Search JTA's historical archive dating back to 1923

News Analysis; Israel Still Fears a PLO Presence Behind Palestinian Conference Team

October 21, 1991
See Original Daily Bulletin From This Date
Advertisement

The Palestinian delegates to the Middle East peace conference have been chosen, and most of the names on the list, though it is still unofficial, are known.

Now Israel is confronted with a dilemma it suspected all along it would have to face: that the carefully screened representatives with no obvious ties to the Palestine Liberation Organization have indirect links to the organization and, moreover, will be reporting to a leader with strong PLO fealty.

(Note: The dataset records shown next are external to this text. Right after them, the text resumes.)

// se05x/src/device/report.rs
//! Full identification sweep of a secure element.

use log::{info, warn};

use crate::device::handle::Se05x;
use crate::protocol::responses::{
    AppletVersion, Atr, Cplc, DeviceInfo, SelectResponse, split_status,
};
use crate::protocol::MemoryKind;
use crate::utils::bytes_to_hex_upper as hex;
use crate::Result;

/// Number of random bytes requested by [`Se05x::info`].
pub const REPORT_RANDOM_LEN: u16 = 64;

/// Everything [`Se05x::info`] learned about the device. The ATR and the
/// trailing IoT applet queries are optional.
#[derive(Debug, Clone, PartialEq, Eq)]
#[cfg_attr(feature = "serde", derive(serde::Serialize))]
pub struct InfoReport {
    /// Decoded ATR, `None` if the request failed
    pub atr: Option<Atr>,
    /// AID of the default applet
    pub default_applet: SelectResponse,
    /// Production life cycle data
    pub cplc: Cplc,
    /// Platform identification and variant name
    pub device: DeviceInfo,
    /// Raw SELECT response of the IoT security domain
    pub iot_ssd: Option<Vec<u8>>,
    /// Raw SELECT response of the IoT applet
    pub iot_applet: Option<Vec<u8>>,
    /// IoT applet version
    pub version: Option<AppletVersion>,
    /// Raw extended version response
    pub extended_version: Option<Vec<u8>>,
    /// Raw timestamp response
    pub timestamp: Option<Vec<u8>>,
    /// Free persistent memory in bytes
    pub free_memory: Option<u16>,
    /// `REPORT_RANDOM_LEN` random bytes
    pub random: Option<Vec<u8>>,
}

fn optional<T>(what: &str, r: Result<T>) -> Option<T> {
    match r {
        Ok(v) => Some(v),
        Err(e) => {
            warn!("se05x: {} failed: {}", what, e);
            None
        }
    }
}

fn log_raw(label: &str, raw: &[u8]) {
    info!("se05x: {}: {}", label, hex(raw));
    if let Ok((_, sw)) = split_status(raw) {
        if !sw.is_success() {
            warn!("se05x: {} status {}", label, sw);
        }
    }
}

fn log_atr(atr: &Atr) {
    info!("se05x: ATR ......: {}", hex(atr.raw()));
    info!(
        "se05x:   protocol version {:02X}, vendor {}, BWT {}, IFSC {}",
        atr.protocol_version,
        atr.vendor_id_hex(),
        atr.block_wait_time,
        atr.ifsc
    );
    info!(
        "se05x:   PLID {:02X}, I2C clock max {}, I2C config {:02X}, historical {} ({})",
        atr.physical_layer,
        atr.i2c_max_clock,
        atr.i2c_config,
        hex(&atr.historical_bytes),
        atr.historical_text()
    );
}

impl Se05x {
    /// Run the identification sequence and log every decoded field.
    ///
    /// RESYNCH, soft reset and the ATR are best effort. Default applet
    /// selection, CPLC and platform identification must succeed; the
    /// IoT applet queries after them are recorded as `None` on failure.
    pub fn info(&mut self) -> Result<InfoReport> {
        info!("se05x info");

        match self.resynchronize() {
            Ok(r) => info!("se05x: SYNC .....: {}", hex(&r)),
            Err(e) => warn!("se05x: SYNC .....: {}", e),
        }
        match self.soft_reset() {
            Ok(r) => info!("se05x: RESET ....: {}", hex(&r)),
            Err(e) => warn!("se05x: RESET ....: {}", e),
        }

        let atr = match self.answer_to_reset() {
            Ok(atr) => {
                log_atr(&atr);
                Some(atr)
            }
            Err(e) => {
                warn!("se05x: ATR ......: {}", e);
                None
            }
        };

        let default_applet = self.select_default()?;
        info!("se05x: DEFAULT ..: AID {}", hex(&default_applet.aid));

        let cplc = self.cplc()?;
        info!(
            "se05x: CPLC .....: fabricator {}, IC type {}, OS id {}",
            hex(&cplc.ic_fabricator),
            hex(&cplc.ic_type),
            hex(&cplc.os_id)
        );
        info!(
            "se05x:   OS release date {}, OS release level {}, IC fab date {}",
            hex(&cplc.os_release_date),
            hex(&cplc.os_release_level),
            hex(&cplc.ic_fabrication_date)
        );
        info!(
            "se05x:   IC serial {}, IC batch {}",
            hex(&cplc.ic_serial_number),
            hex(&cplc.ic_batch_id)
        );

        let device = self.device_info()?;
        info!(
            "se05x: INFO .....: OEF id {:04X}, platform build {}, type {}",
            device.oef_id, device.platform_build_id, device.name
        );

        let iot_ssd = optional("IOTSSD", self.select_iot_ssd());
        if let Some(r) = &iot_ssd {
            log_raw("IOTSSD ...", r);
        }
        let iot_applet = optional("IOTAID", self.select_iot_applet());
        if let Some(r) = &iot_applet {
            log_raw("IOTAID ...", r);
        }

        let version = optional("VERSION", self.version());
        if let Some(v) = &version {
            info!(
                "se05x: VERSION ..: {}.{}.{} {}",
                v.major,
                v.minor,
                v.patch,
                hex(&v.extra)
            );
        }
        let extended_version = optional("VERSION-X", self.extended_version());
        if let Some(r) = &extended_version {
            log_raw("VERSION-X", r);
        }
        let timestamp = optional("TIMESTAMP", self.timestamp());
        if let Some(r) = &timestamp {
            log_raw("TIMESTAMP", r);
        }
        let free_memory = optional("FREE MEM", self.free_memory(MemoryKind::Persistent));
        if let Some(m) = free_memory {
            info!("se05x: FREE MEM .: {} bytes", m);
        }
        let random = optional("RANDOM", self.random(REPORT_RANDOM_LEN));
        if let Some(r) = &random {
            info!("se05x: RANDOM ...: {}", hex(r));
        }

        Ok(InfoReport {
            atr,
            default_applet,
            cplc,
            device,
            iot_ssd,
            iot_applet,
            version,
            extended_version,
            timestamp,
            free_memory,
            random,
        })
    }
}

There appears to be no way around it. If Israel consents to sit down with the Palestinians chosen for the peace conference, it will find itself negotiating, albeit indirectly, with the PLO.

Faisal Husseini, considered by Israel to be the leading local representative of the PLO, will not be a member of the joint Jordanian-Palestinian delegation to the peace talks, because Israel objects to including residents of East Jerusalem.

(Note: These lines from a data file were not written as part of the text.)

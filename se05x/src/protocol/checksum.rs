// se05x/src/protocol/checksum.rs

use crate::constants::{CRC_POLY, CRC_RESIDUE, CRC_SEED};

/// Bit-serial CRC16 with the reversed CCITT polynomial.
///
/// `seed` is the running value, so a CRC over `a ++ b` equals
/// `crc16(b, crc16(a, seed))`.
pub fn crc16(data: &[u8], seed: u16) -> u16 {
    data.iter().fold(seed, |mut crc, &b| {
        crc ^= u16::from(b);
        for _ in 0..8 {
            if crc & 1 != 0 {
                crc = (crc >> 1) ^ CRC_POLY;
            } else {
                crc >>= 1;
            }
        }
        crc
    })
}

/// Checksum bytes to append to an outbound block: complemented, low byte first.
pub fn block_crc(block: &[u8]) -> [u8; 2] {
    (!crc16(block, CRC_SEED)).to_le_bytes()
}

/// Validate an inbound block split across two reads. `header` is the first
/// read, `rest` is the payload followed by its two checksum bytes.
pub fn verify_block(header: &[u8], rest: &[u8]) -> bool {
    crc16(rest, crc16(header, CRC_SEED)) == CRC_RESIDUE
}
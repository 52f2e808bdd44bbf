// se05x/src/session/mod.rs

pub mod engine;
pub mod retry;

pub use engine::Session;
pub use retry::with_retry;
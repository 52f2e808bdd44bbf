// se05x/src/protocol/responses/management.rs

use crate::protocol::commands::management::TAG_1;
use crate::protocol::parser;
use crate::{Error, Result};

/// IoT applet version from `GetVersion`.
#[derive(Debug, Clone, PartialEq, Eq)]
#[cfg_attr(feature = "serde", derive(serde::Serialize))]
pub struct AppletVersion {
    /// Major version
    pub major: u8,
    /// Minor version
    pub minor: u8,
    /// Patch level
    pub patch: u8,
    /// Remaining bytes: applet configuration and secure box version
    pub extra: Vec<u8>,
}

/// Decode the `TAG_1` value of `GetVersion`: major, minor, patch, then the rest.
pub fn decode_version(data: &[u8]) -> Result<AppletVersion> {
    let v = parser::tlv_value(data, TAG_1)?;
    parser::ensure_len(v, 3)?;
    Ok(AppletVersion {
        major: v[0],
        minor: v[1],
        patch: v[2],
        extra: v[3..].to_vec(),
    })
}

/// Free bytes reported by `GetFreeMemory`.
pub fn decode_free_memory(data: &[u8]) -> Result<u16> {
    let v = parser::tlv_value(data, TAG_1)?;
    if v.len() != 2 {
        return Err(Error::InvalidLength {
            expected: 2,
            actual: v.len(),
        });
    }
    parser::be_u16_at(v, 0)
}

/// Random bytes returned by `GetRandom`.
pub fn decode_random(data: &[u8]) -> Result<Vec<u8>> {
    parser::tlv_value(data, TAG_1).map(<[u8]>::to_vec)
}
// se05x/src/transport/mod.rs

/// Raw bus traffic records and sinks.
pub mod diagnostics;
/// Scripted in-memory bus.
pub mod mock;
pub mod traits;

pub use diagnostics::{DiagnosticSink, I2cRecord, LogSink, MemorySink};
pub use mock::MockTransport;
pub use traits::I2cTransport;
// se05x/src/protocol/parser.rs

use crate::{Error, Result};

/// Ensure the slice has at least `min` bytes.
pub fn ensure_len(data: &[u8], min: usize) -> Result<()> {
    if data.len() < min {
        return Err(Error::InvalidLength {
            expected: min,
            actual: data.len(),
        });
    }
    Ok(())
}

/// Read a big-endian u16 at given index, with bounds checking.
pub fn be_u16_at(data: &[u8], idx: usize) -> Result<u16> {
    ensure_len(data, idx + 2)?;
    Ok(u16::from_be_bytes([data[idx], data[idx + 1]]))
}

/// Return a subslice with bounds checking.
pub fn slice_at(data: &[u8], idx: usize, len: usize) -> Result<&[u8]> {
    ensure_len(data, idx + len)?;
    Ok(&data[idx..idx + len])
}

/// Copy `N` bytes at `idx` into a fixed array.
pub fn array_at<const N: usize>(data: &[u8], idx: usize) -> Result<[u8; N]> {
    let s = slice_at(data, idx, N)?;
    let mut arr = [0u8; N];
    arr.copy_from_slice(s);
    Ok(arr)
}

/// Read a single byte at `idx` with bounds checking.
pub fn byte_at(data: &[u8], idx: usize) -> Result<u8> {
    ensure_len(data, idx + 1)?;
    Ok(data[idx])
}

/// Value of a single-byte-tag TLV at the start of `data`. SE05x applet
/// responses wrap every field this way; lengths use the BER short form or
/// the `81 xx` / `82 xx xx` long forms.
pub fn tlv_value(data: &[u8], tag: u8) -> Result<&[u8]> {
    let actual = byte_at(data, 0)?;
    if actual != tag {
        return Err(Error::MalformedResponse(format!(
            "expected TLV tag {:#04x}, got {:#04x}",
            tag, actual
        )));
    }
    let (len, start) = match byte_at(data, 1)? {
        b if b < 0x80 => (b as usize, 2),
        0x81 => (byte_at(data, 2)? as usize, 3),
        0x82 => (be_u16_at(data, 2)? as usize, 4),
        b => {
            return Err(Error::MalformedResponse(format!(
                "unsupported TLV length byte {:#04x}",
                b
            )));
        }
    };
    slice_at(data, start, len)
}
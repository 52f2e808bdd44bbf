use se05x::transport::mock::MockOp;
use se05x::transport::{I2cTransport, MockTransport};

use crate::common;

#[test]
fn mock_transport_write_and_read() {
    let mut m = MockTransport::new();
    m.push_read(vec![0xA5, 0xEF, 0x00]);
    m.write(0, 0x48, None, &[0x5A, 0xCF, 0x00]).unwrap();
    assert_eq!(m.read(0, 0x48, None, 3).unwrap(), vec![0xA5, 0xEF, 0x00]);
    assert_eq!(
        m.ops()[0],
        MockOp::Write {
            bus: 0,
            address: 0x48,
            register: None,
            data: vec![0x5A, 0xCF, 0x00],
        }
    );
}

#[test]
fn boxed_transport_forwards() {
    let m = MockTransport::new();
    let mut boxed: Box<dyn I2cTransport> = Box::new(m.clone());
    boxed.write(2, 0x49, Some(0x01), &[0xFF]).unwrap();
    assert_eq!(
        m.ops(),
        vec![MockOp::Write {
            bus: 2,
            address: 0x49,
            register: Some(0x01),
            data: vec![0xFF],
        }]
    );
}

#[test]
fn session_reads_header_then_rest() {
    let mock = MockTransport::new();
    common::queue_block(&mock, 0x00, &[0x01, 0x02, 0x90, 0x00]);
    let mut se = common::mock_device(&mock).unwrap();
    se.session_mut().transmit(&[0x00, 0xA4, 0x04, 0x00, 0x00]).unwrap();

    let lens: Vec<usize> = mock
        .ops()
        .iter()
        .filter_map(|op| match op {
            MockOp::Read { len, register, .. } => {
                assert_eq!(*register, None);
                Some(*len)
            }
            MockOp::Write { .. } => None,
        })
        .collect();
    assert_eq!(lens, vec![3, 6]);
}

#[test]
fn session_uses_configured_bus_and_address() {
    let mock = MockTransport::new();
    common::queue_block(&mock, 0xE0, &[]);
    let config = common::fast_config().with_bus(3).with_address(0x4A);
    let mut se = se05x::Se05xBuilder::new()
        .with_transport(Box::new(mock.clone()))
        .with_config(config)
        .build()
        .unwrap();
    se.resynchronize().unwrap();

    for op in mock.ops() {
        match op {
            MockOp::Write { bus, address, .. } | MockOp::Read { bus, address, .. } => {
                assert_eq!((bus, address), (3, 0x4A));
            }
        }
    }
}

But Husseini, who has represented the Palestinians in negotiations with U.S. Secretary of State James Baker on the terms of the peace conference, will head an advisory council to the Palestinians going to the conference in Madrid.

He is expected to serve as the conduit of information between the negotiators and the PLO leadership in Tunis.

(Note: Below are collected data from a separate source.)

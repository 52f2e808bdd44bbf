// se05x/src/prelude.rs

pub use crate::catalog::{DeviceCatalog, DeviceName};
pub use crate::config::TransactionConfig;
pub use crate::device::{InfoReport, Se05x, Se05xBuilder};
pub use crate::protocol::{
    AppletVersion, Atr, Command, Cplc, DeviceInfo, MemoryKind, Pcb, SelectResponse, StatusWord,
};
pub use crate::session::Session;
pub use crate::transport::{DiagnosticSink, I2cRecord, I2cTransport, LogSink};
pub use crate::{Error, Result};

pub use crate::utils::{bytes_to_hex, bytes_to_hex_upper, default_retry_delay, ms};
// se05x/src/catalog.rs
//! OEF identifier to product name mapping, from NXP AN13013.

use derive_more::Display;

/// Result of a catalog lookup. Unlisted identifiers are a normal outcome.
#[derive(Debug, Clone, Copy, PartialEq, Eq, Display)]
#[cfg_attr(feature = "serde", derive(serde::Serialize))]
pub enum DeviceName {
    /// Listed in the catalog
    #[display(fmt = "{}", _0)]
    Known(&'static str),
    /// Not listed; carries the identifier that was looked up
    #[display(fmt = "unknown")]
    Unknown(u16),
}

impl DeviceName {
    /// Whether the identifier was found.
    pub fn is_known(&self) -> bool {
        matches!(self, Self::Known(_))
    }
}

/// Sorted by identifier so lookups can binary search.
const SE05X_TYPES: &[(u16, &str)] = &[
    (0xA1F4, "SE050_C2 (OM-SE050ARD)"),
    (0xA200, "SE050_C1 (03_XX)"),
    (0xA201, "SE050_C2 (03_XX)"),
    (0xA202, "SE050_B1 (03_XX)"),
    (0xA203, "SE050_B2 (03_XX)"),
    (0xA204, "SE050_A1 (03_XX)"),
    (0xA205, "SE050_A2 (03_XX)"),
    (0xA564, "SE051_C2 (06_00)"),
    (0xA565, "SE051_A2 (06_00)"),
    (0xA739, "SE051_W2 (07_02)"),
    (0xA77E, "SE050_F2 (03_XX, 2021)"),
    (0xA8FA, "SE051_C2 (07_02)"),
    (0xA920, "SE051_A2 (07_02)"),
    (0xA921, "SE050_E2 (07_02, OM-SE050ARD-E)"),
    (0xA92A, "SE050_F2 (03_XX, 2022 / OM-SE050ARD-F)"),
];

static GLOBAL: DeviceCatalog = DeviceCatalog {
    entries: SE05X_TYPES,
};

/// Read-only table of known SE05x variants.
#[derive(Debug, Clone, Copy)]
pub struct DeviceCatalog {
    entries: &'static [(u16, &'static str)],
}

impl DeviceCatalog {
    /// Wrap a custom table. `entries` must be sorted by identifier.
    pub const fn new(entries: &'static [(u16, &'static str)]) -> Self {
        Self { entries }
    }

    /// The process-wide catalog.
    pub fn global() -> &'static Self {
        &GLOBAL
    }

    /// Resolve an OEF identifier. Never fails.
    pub fn lookup(&self, id: u16) -> DeviceName {
        match self.entries.binary_search_by_key(&id, |&(k, _)| k) {
            Ok(i) => DeviceName::Known(self.entries[i].1),
            Err(_) => DeviceName::Unknown(id),
        }
    }

    /// Number of entries.
    pub fn len(&self) -> usize {
        self.entries.len()
    }

    /// Whether the table has no entries.
    pub fn is_empty(&self) -> bool {
        self.entries.is_empty()
    }

    /// Entries in ascending identifier order.
    pub fn iter(&self) -> impl Iterator<Item = (u16, &'static str)> + '_ {
        self.entries.iter().copied()
    }
}
// se05x/src/protocol/commands/get_data.rs

use super::short_apdu;
use crate::Result;

/// Proprietary class byte
pub const CLA_PROPRIETARY: u8 = 0x80;
/// GET DATA instruction
pub const INS_GET_DATA: u8 = 0xCA;

/// Card Production Life Cycle data
pub const TAG_CPLC: u16 = 0x9F7F;
/// Proprietary identification data, filtered by the tag list in the body
pub const TAG_PROPRIETARY: u16 = 0x00FE;
/// Platform identification record inside `TAG_PROPRIETARY`
pub const TAG_PLATFORM_ID: [u8; 2] = [0xDF, 0x28];

/// Encode GET DATA for a two-byte tag carried in P1/P2.
pub fn encode_get_data(tag: u16, data: &[u8]) -> Result<Vec<u8>> {
    let [p1, p2] = tag.to_be_bytes();
    short_apdu(CLA_PROPRIETARY, INS_GET_DATA, p1, p2, data)
}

In this way, Israel’s rigid refusal to do business with the PLO or Palestinians living in East Jerusalem has been honored — and quickly circumvented.

Several members of the Palestinian team have strong allegiances to the PLO.

It will reportedly be headed by Dr. Haidar Abed Shafi, 71, chairman in the Gaza Strip of the Red Crescent Association, which is overseen by Yasir Arafat’s brother, Fathi Arafat. Shafi, who is considered a moderate, was one of the founders of the PLO and is still a staunch supporter.

ONE PALESTINIAN TECHNICALLY JEWISH

The delegation is said to include, among others, Radwan Abu Ayyash, a prominent journalist identified with the PLO’s mainstream Al Fatah wing; Azariah al-Agha, a Gaza physician who has met with Baker and who is also associated with Fatah; and Ali Abu Hillal, a member of Nayef Hawatmeh’s Democratic Front for the Liberation of Palestine who was deported from the territories but allowed to return in September.

One particularly problematic name arises with Sameh Cana’an, 38, from Nablus, who served 12 years in jail after being convicted of terrorist activity for Fatah.

Cana’an is the son of a Jewish woman named Mazal who converted to Islam in the 1940s to marry into one of the leading families of Nablus. According to halacha, or traditional Jewish law, that would make Cana’an a Jew.

Internal differences within the Palestinian camp could cast a shadow over the peace talks.

Activists of the Islamic fundamentalist organization Hamas and of the Popular Front for the Liberation of Palestine spent the weekend smearing walls with slogans urging the public to step up opposition to the peace talks.

In an effort to pre-empt increased intifada violence, security forces arrested dozens of Hamas activists and other radical elements.